THE DATA:

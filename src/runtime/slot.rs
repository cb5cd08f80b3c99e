//! The shared, nullable slot the environment publishes the runtime into.

use std::sync::atomic::{AtomicU64, Ordering};
use std::sync::{Arc, Mutex, RwLock};

use super::handle::TypesetRuntime;
use super::preload::PreloadConfig;

/// Process-wide nullable reference to the typesetting runtime.
///
/// The slot is owned by the environment; the gate only observes it. Each
/// [`install`](HandleSlot::install) bumps a generation counter, and the
/// first-apply guard ([`mark_applied`](HandleSlot::mark_applied)) makes
/// "configure at most once per handle generation" hold even when the gate
/// is started twice in one lifetime.
#[derive(Default)]
pub struct HandleSlot {
    current: RwLock<Option<(Arc<dyn TypesetRuntime>, u64)>>,
    next_generation: AtomicU64,
    applied_generation: AtomicU64,
    preload: Mutex<Option<PreloadConfig>>,
}

impl HandleSlot {
    pub fn new() -> Self {
        Self::default()
    }

    /// Environment side: publish a runtime handle. Returns the generation
    /// assigned to it.
    pub fn install(&self, handle: Arc<dyn TypesetRuntime>) -> u64 {
        let generation = self.next_generation.fetch_add(1, Ordering::Relaxed) + 1;
        let mut slot = self.current.write().unwrap_or_else(|e| e.into_inner());
        *slot = Some((handle, generation));
        generation
    }

    /// Current handle together with its generation, if one is published.
    pub fn snapshot(&self) -> Option<(Arc<dyn TypesetRuntime>, u64)> {
        self.current
            .read()
            .unwrap_or_else(|e| e.into_inner())
            .clone()
    }

    pub fn is_occupied(&self) -> bool {
        self.current
            .read()
            .unwrap_or_else(|e| e.into_inner())
            .is_some()
    }

    /// First-apply guard. Returns true exactly once per generation; later
    /// callers (duplicate injection, repeated runs) get false and must
    /// skip the configuration calls.
    pub fn mark_applied(&self, generation: u64) -> bool {
        let mut seen = self.applied_generation.load(Ordering::Acquire);
        loop {
            if seen >= generation {
                return false;
            }
            match self.applied_generation.compare_exchange(
                seen,
                generation,
                Ordering::AcqRel,
                Ordering::Acquire,
            ) {
                Ok(_) => return true,
                Err(actual) => seen = actual,
            }
        }
    }

    /// Pre-load mode: stash configuration hooks for the runtime to pick up
    /// when it loads. Refused (returns false) once a handle is already
    /// published, so an in-progress initialization is never clobbered.
    pub fn install_preload(&self, config: PreloadConfig) -> bool {
        if self.is_occupied() {
            return false;
        }
        let mut preload = self.preload.lock().unwrap_or_else(|e| e.into_inner());
        *preload = Some(config);
        true
    }

    /// Runtime side: consume the pre-load hooks, if any were installed.
    pub fn take_preload(&self) -> Option<PreloadConfig> {
        self.preload
            .lock()
            .unwrap_or_else(|e| e.into_inner())
            .take()
    }
}

#[cfg(test)]
mod tests {
    use super::*;
    use crate::runtime::simulated::SimulatedRuntime;

    #[test]
    fn test_generations_are_monotonic() {
        let slot = HandleSlot::new();
        assert!(slot.snapshot().is_none());

        let g1 = slot.install(Arc::new(SimulatedRuntime::bare()));
        let g2 = slot.install(Arc::new(SimulatedRuntime::bare()));
        assert!(g2 > g1);

        let (_, current) = slot.snapshot().unwrap();
        assert_eq!(current, g2);
    }

    #[test]
    fn test_mark_applied_fires_once_per_generation() {
        let slot = HandleSlot::new();
        let g1 = slot.install(Arc::new(SimulatedRuntime::bare()));
        assert!(slot.mark_applied(g1));
        assert!(!slot.mark_applied(g1));

        // A re-published handle is a fresh generation and may apply again.
        let g2 = slot.install(Arc::new(SimulatedRuntime::bare()));
        assert!(slot.mark_applied(g2));
        assert!(!slot.mark_applied(g1));
    }

    #[test]
    fn test_preload_refused_once_occupied() {
        let slot = HandleSlot::new();
        assert!(slot.install_preload(PreloadConfig::accessible()));
        assert!(slot.take_preload().is_some());
        assert!(slot.take_preload().is_none());

        slot.install(Arc::new(SimulatedRuntime::bare()));
        assert!(!slot.install_preload(PreloadConfig::accessible()));
    }
}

DIRECTIONS: The answer should be the full set of records, reproduced exactly.

ANSWER SECTION:
filename src/runtime/slot.rs
repository cb5cd08f80b3c99e
//! The shared, nullable slot the environment publishes the runtime into.

use std::sync::atomic::{AtomicU64, Ordering};
use std::sync::{Arc, Mutex, RwLock};

use super::handle::TypesetRuntime;
use super::preload::PreloadConfig;

/// Process-wide nullable reference to the typesetting runtime.
///
/// The slot is owned by the environment; the gate only observes it. Each
/// [`install`](HandleSlot::install) bumps a generation counter, and the
/// first-apply guard ([`mark_applied`](HandleSlot::mark_applied)) makes
/// "configure at most once per handle generation" hold even when the gate
/// is started twice in one lifetime.
#[derive(Default)]
pub struct HandleSlot {
    current: RwLock<Option<(Arc<dyn TypesetRuntime>, u64)>>,
    next_generation: AtomicU64,
    applied_generation: AtomicU64,
    preload: Mutex<Option<PreloadConfig>>,
}

impl HandleSlot {
    pub fn new() -> Self {
        Self::default()
    }

    /// Environment side: publish a runtime handle. Returns the generation
    /// assigned to it.
    pub fn install(&self, handle: Arc<dyn TypesetRuntime>) -> u64 {
        let generation = self.next_generation.fetch_add(1, Ordering::Relaxed) + 1;
        let mut slot = self.current.write().unwrap_or_else(|e| e.into_inner());
        *slot = Some((handle, generation));
        generation
    }

    /// Current handle together with its generation, if one is published.
    pub fn snapshot(&self) -> Option<(Arc<dyn TypesetRuntime>, u64)> {
        self.current
            .read()
            .unwrap_or_else(|e| e.into_inner())
            .clone()
    }

    pub fn is_occupied(&self) -> bool {
        self.current
            .read()
            .unwrap_or_else(|e| e.into_inner())
            .is_some()
    }

    /// First-apply guard. Returns true exactly once per generation; later
    /// callers (duplicate injection, repeated runs) get false and must
    /// skip the configuration calls.
    pub fn mark_applied(&self, generation: u64) -> bool {
        let mut seen = self.applied_generation.load(Ordering::Acquire);
        loop {
            if seen >= generation {
                return false;
            }
            match self.applied_generation.compare_exchange(
                seen,
                generation,
                Ordering::AcqRel,
                Ordering::Acquire,
            ) {
                Ok(_) => return true,
                Err(actual) => seen = actual,
            }
        }
    }

    /// Pre-load mode: stash configuration hooks for the runtime to pick up
    /// when it loads. Refused (returns false) once a handle is already
    /// published, so an in-progress initialization is never clobbered.
    pub fn install_preload(&self, config: PreloadConfig) -> bool {
        if self.is_occupied() {
            return false;
        }
        let mut preload = self.preload.lock().unwrap_or_else(|e| e.into_inner());
        *preload = Some(config);
        true
    }

    /// Runtime side: consume the pre-load hooks, if any were installed.
    pub fn take_preload(&self) -> Option<PreloadConfig> {
        self.preload
            .lock()
            .unwrap_or_else(|e| e.into_inner())
            .take()
    }
}

#[cfg(test)]
mod tests {
    use super::*;
    use crate::runtime::simulated::SimulatedRuntime;

    #[test]
    fn test_generations_are_monotonic() {
        let slot = HandleSlot::new();
        assert!(slot.snapshot().is_none());

        let g1 = slot.install(Arc::new(SimulatedRuntime::bare()));
        let g2 = slot.install(Arc::new(SimulatedRuntime::bare()));
        assert!(g2 > g1);

        let (_, current) = slot.snapshot().unwrap();
        assert_eq!(current, g2);
    }

    #[test]
    fn test_mark_applied_fires_once_per_generation() {
        let slot = HandleSlot::new();
        let g1 = slot.install(Arc::new(SimulatedRuntime::bare()));
        assert!(slot.mark_applied(g1));
        assert!(!slot.mark_applied(g1));

        // A re-published handle is a fresh generation and may apply again.
        let g2 = slot.install(Arc::new(SimulatedRuntime::bare()));
        assert!(slot.mark_applied(g2));
        assert!(!slot.mark_applied(g1));
    }

    #[test]
    fn test_preload_refused_once_occupied() {
        let slot = HandleSlot::new();
        assert!(slot.install_preload(PreloadConfig::accessible()));
        assert!(slot.take_preload().is_some());
        assert!(slot.take_preload().is_none());

        slot.install(Arc::new(SimulatedRuntime::bare()));
        assert!(!slot.install_preload(PreloadConfig::accessible()));
    }
}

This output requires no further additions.